━━━━━ Input records ━━━━━

//! End-to-end headless sessions against the bundled world

use glam::Vec2;
use maze_ball::controller::{GameEvent, GamePhase, Key};
use maze_ball::engine::{BodyLabel, Engine, World};
use maze_ball::{Session, Settings};
use rand::SeedableRng;
use rand_pcg::Pcg32;

fn start(rows: usize, cols: usize, width: f32, height: f32) -> Session<World> {
    let settings = Settings {
        rows,
        cols,
        seed: Some(4242),
        ..Settings::default()
    }
    .with_viewport(width, height);
    Session::start(settings, World::new(), &mut Pcg32::seed_from_u64(0)).unwrap()
}

#[test]
fn ball_rolls_into_goal() {
    // Two cells side by side: the only wall between them is always carved
    let mut session = start(1, 2, 200.0, 100.0);
    assert!(session.engine().bodies_with_label(BodyLabel::Wall).is_empty());

    for _ in 0..3 {
        session.handle_key(Key::Right).unwrap();
    }

    let mut wins = 0;
    for _ in 0..300 {
        if session.step().unwrap() == Some(GameEvent::Won) {
            wins += 1;
        }
    }

    assert_eq!(session.phase(), GamePhase::Won);
    assert_eq!(wins, 1, "win must fire exactly once");
}

#[test]
fn idle_ball_never_wins() {
    let mut session = start(4, 4, 400.0, 400.0);
    let events = session.update(0.1).unwrap();
    assert!(events.is_empty());
    for _ in 0..120 {
        session.step().unwrap();
    }
    assert_eq!(session.phase(), GamePhase::Playing);
}

#[test]
fn maze_collapses_after_win() {
    let mut session = start(3, 3, 300.0, 300.0);
    let walls = session.engine().bodies_with_label(BodyLabel::Wall);
    assert_eq!(walls.len(), 12 - 8);
    let before: Vec<Vec2> = walls
        .iter()
        .map(|w| session.engine().body(*w).unwrap().position)
        .collect();

    // Drop the ball right onto the goal
    let actor = session.actor();
    let goal_center = session.engine().body(session.goal()).unwrap().position;
    session.engine_mut().set_position(actor, goal_center - Vec2::new(40.0, 0.0)).unwrap();
    session.engine_mut().set_velocity(actor, Vec2::new(2.0, 0.0)).unwrap();

    let mut won = false;
    for _ in 0..30 {
        won |= session.step().unwrap() == Some(GameEvent::Won);
    }
    assert!(won);

    let world = session.engine();
    for body in world.bodies() {
        match body.label {
            BodyLabel::Wall => assert!(!body.is_static),
            _ if body.label != BodyLabel::Ball => assert!(body.is_static),
            _ => {}
        }
    }

    for _ in 0..60 {
        session.step().unwrap();
    }
    let world = session.engine();
    for (wall, start) in walls.iter().zip(&before) {
        let now = world.body(*wall).unwrap().position;
        // Walls already touching the frame may be nudged out of it, never lifted further
        assert!(now.y >= start.y - 2.0, "wall {wall:?} rose from {start} to {now}");
    }
    assert!(
        walls
            .iter()
            .zip(&before)
            .any(|(w, s)| world.body(*w).unwrap().position.y > s.y + 1.0),
        "at least one wall should have fallen"
    );
}
//! Keyboard input mapping and the win-state machine

use glam::Vec2;
use serde::{Deserialize, Serialize};

use crate::consts::KEY_VELOCITY_DELTA;
use crate::engine::{BodyId, BodyLabel, CollisionPair, Engine};
use crate::error::Result;

/// Directional keys
#[derive(Debug, Clone, Copy, PartialEq, Eq, Hash)]
pub enum Key {
    Forward,
    Left,
    Back,
    Right,
}

impl Key {
    /// Legacy DOM key codes: W=87, A=65, S=83, D=68
    pub fn from_key_code(code: u32) -> Option<Key> {
        match code {
            87 | 38 => Some(Key::Forward),
            65 | 37 => Some(Key::Left),
            83 | 40 => Some(Key::Back),
            68 | 39 => Some(Key::Right),
            _ => None,
        }
    }

    /// DOM `KeyboardEvent.key` names
    pub fn from_key_name(name: &str) -> Option<Key> {
        match name {
            "w" | "W" | "ArrowUp" => Some(Key::Forward),
            "a" | "A" | "ArrowLeft" => Some(Key::Left),
            "s" | "S" | "ArrowDown" => Some(Key::Back),
            "d" | "D" | "ArrowRight" => Some(Key::Right),
            _ => None,
        }
    }

    /// Velocity increment for one press (screen space, y grows downward)
    pub fn delta(self) -> Vec2 {
        match self {
            Key::Forward => Vec2::new(0.0, -KEY_VELOCITY_DELTA),
            Key::Left => Vec2::new(-KEY_VELOCITY_DELTA, 0.0),
            Key::Back => Vec2::new(0.0, KEY_VELOCITY_DELTA),
            Key::Right => Vec2::new(KEY_VELOCITY_DELTA, 0.0),
        }
    }
}

/// Add the key's delta to the actor's current velocity
pub fn apply_key<E: Engine + ?Sized>(engine: &mut E, actor: BodyId, key: Key) -> Result<Vec2> {
    let velocity = engine.velocity(actor)? + key.delta();
    engine.set_velocity(actor, velocity)?;
    log::debug!("{:?} -> velocity ({:.1}, {:.1})", key, velocity.x, velocity.y);
    Ok(velocity)
}

/// Current phase of play
#[derive(Debug, Clone, Copy, PartialEq, Eq, Default, Serialize, Deserialize)]
pub enum GamePhase {
    #[default]
    Playing,
    /// Terminal
    Won,
}

/// Events for the display layer
#[derive(Debug, Clone, Copy, PartialEq, Eq)]
pub enum GameEvent {
    /// Ball touched the goal; reveal the win indicator
    Won,
}

/// Watches the collision-start feed for ball/goal contact
#[derive(Debug, Clone)]
pub struct WinController {
    phase: GamePhase,
    collapse_on_win: bool,
}

impl Default for WinController {
    fn default() -> Self {
        Self::new(true)
    }
}

impl WinController {
    pub fn new(collapse_on_win: bool) -> Self {
        Self {
            phase: GamePhase::Playing,
            collapse_on_win,
        }
    }

    pub fn phase(&self) -> GamePhase {
        self.phase
    }

    /// Process one tick's worth of collision-start pairs.
    ///
    /// Returns `Some(GameEvent::Won)` on the single Playing -> Won transition.
    /// When collapse is enabled, every wall is released to dynamic and
    /// gravity is switched on so the maze falls apart.
    pub fn on_collisions<E: Engine + ?Sized>(
        &mut self,
        pairs: &[CollisionPair],
        engine: &mut E,
    ) -> Result<Option<GameEvent>> {
        if self.phase == GamePhase::Won {
            return Ok(None);
        }
        if !pairs
            .iter()
            .any(|p| p.is_between(BodyLabel::Ball, BodyLabel::Goal))
        {
            return Ok(None);
        }

        self.phase = GamePhase::Won;
        log::info!("Ball reached the goal!");

        // The collapse is cosmetic: a wall the engine refuses to release must
        // not swallow the win
        if self.collapse_on_win {
            let walls = engine.bodies_with_label(BodyLabel::Wall);
            let mut released = 0;
            for &wall in &walls {
                match engine.set_static(wall, false) {
                    Ok(()) => released += 1,
                    Err(e) => log::warn!("Wall #{} stays put: {}", wall.0, e),
                }
            }
            engine.set_gravity(Vec2::new(0.0, 1.0));
            log::info!("Released {}/{} walls", released, walls.len());
        }

        Ok(Some(GameEvent::Won))
    }
}
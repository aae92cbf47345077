//! 网关的配置模块。
//!
//! 该模块负责从环境变量加载配置。AWS 凭据、区域与端点使用标准的
//! `AWS_*` 环境变量，由 `aws-config` 自行读取。

use crate::utils::s3::signing_endpoint;
use anyhow::{Context, Result};
use aws_sdk_s3::Client;
use std::env;
use std::sync::Arc;

/// 默认监听地址
const DEFAULT_LISTEN_ADDR: &str = "0.0.0.0:3000";

/// 默认 Redis 地址
const DEFAULT_REDIS_URL: &str = "redis://127.0.0.1:6379";

/// 网关配置
#[derive(Debug, Clone, PartialEq, Eq)]
pub struct Config {
    /// 监听地址（`LISTEN_ADDR`）
    pub listen_addr: String,
    /// 存储桶名称（`S3_BUCKET`）
    pub bucket: String,
    /// 签名地址的访问域名（`CONTENT_DOMAIN`）
    pub domain: String,
    /// 存在性缓存地址（`REDIS_URL`）
    pub redis_url: String,
    /// 是否使用路径风格访问 S3（`S3_FORCE_PATH_STYLE`）
    pub force_path_style: bool,
    /// 签名客户端的端点，由访问域名推导
    pub signing_endpoint: String,
}

impl Config {
    /// 从进程环境变量读取配置。
    ///
    /// # Errors
    ///
    /// 缺少 `S3_BUCKET` 或 `CONTENT_DOMAIN`，或虚拟主机风格下访问域名
    /// 不以 `<bucket>.` 开头时返回错误。
    pub fn from_env() -> Result<Self> {
        Self::from_lookup(|name| env::var(name).ok())
    }

    fn from_lookup(lookup: impl Fn(&str) -> Option<String>) -> Result<Self> {
        let required = |name: &str| {
            lookup(name)
                .filter(|v| !v.is_empty())
                .with_context(|| format!("必须设置 {}", name))
        };

        let bucket = required("S3_BUCKET")?;
        let domain = required("CONTENT_DOMAIN")?;
        let force_path_style = lookup("S3_FORCE_PATH_STYLE")
            .map(|v| v.eq_ignore_ascii_case("true") || v == "1")
            .unwrap_or(false);
        let signing_endpoint = signing_endpoint(&domain, &bucket, force_path_style)?;

        Ok(Self {
            listen_addr: lookup("LISTEN_ADDR").unwrap_or_else(|| DEFAULT_LISTEN_ADDR.into()),
            bucket,
            domain,
            redis_url: lookup("REDIS_URL").unwrap_or_else(|| DEFAULT_REDIS_URL.into()),
            force_path_style,
            signing_endpoint,
        })
    }

    /// 按配置创建 S3 客户端
    pub async fn s3_client(&self) -> Arc<Client> {
        let sdk_config = aws_config::load_from_env().await;
        let s3_config = aws_sdk_s3::config::Builder::from(&sdk_config)
            .force_path_style(self.force_path_style)
            .build();
        Arc::new(Client::from_conf(s3_config))
    }

    /// 创建只用于签名的 S3 客户端
    ///
    /// 端点指向访问域名，签名中的 host 与重定向目标一致。
    pub async fn s3_signer(&self) -> Arc<Client> {
        let sdk_config = aws_config::load_from_env().await;
        let s3_config = aws_sdk_s3::config::Builder::from(&sdk_config)
            .endpoint_url(&self.signing_endpoint)
            .force_path_style(self.force_path_style)
            .build();
        Arc::new(Client::from_conf(s3_config))
    }
}
use crate::error::AppError;

/// 除 GET、HEAD 外的请求方法一律返回 405
pub async fn handle_method_not_allowed() -> AppError {
    AppError::MethodNotAllowed
}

━━━━━

§ Assigned task
Reproducing the whole listing above is not the task. Copy exactly only the lines from the one with "s)| world.body(*w).unwrap().position.y >" to the one with "use crate::error::Result;", both kept.

§ Result of the task
            .any(|(w, s)| world.body(*w).unwrap().position.y > s.y + 1.0),
        "at least one wall should have fallen"
    );
}
//! Keyboard input mapping and the win-state machine

use glam::Vec2;
use serde::{Deserialize, Serialize};

use crate::consts::KEY_VELOCITY_DELTA;
use crate::engine::{BodyId, BodyLabel, CollisionPair, Engine};
use crate::error::Result;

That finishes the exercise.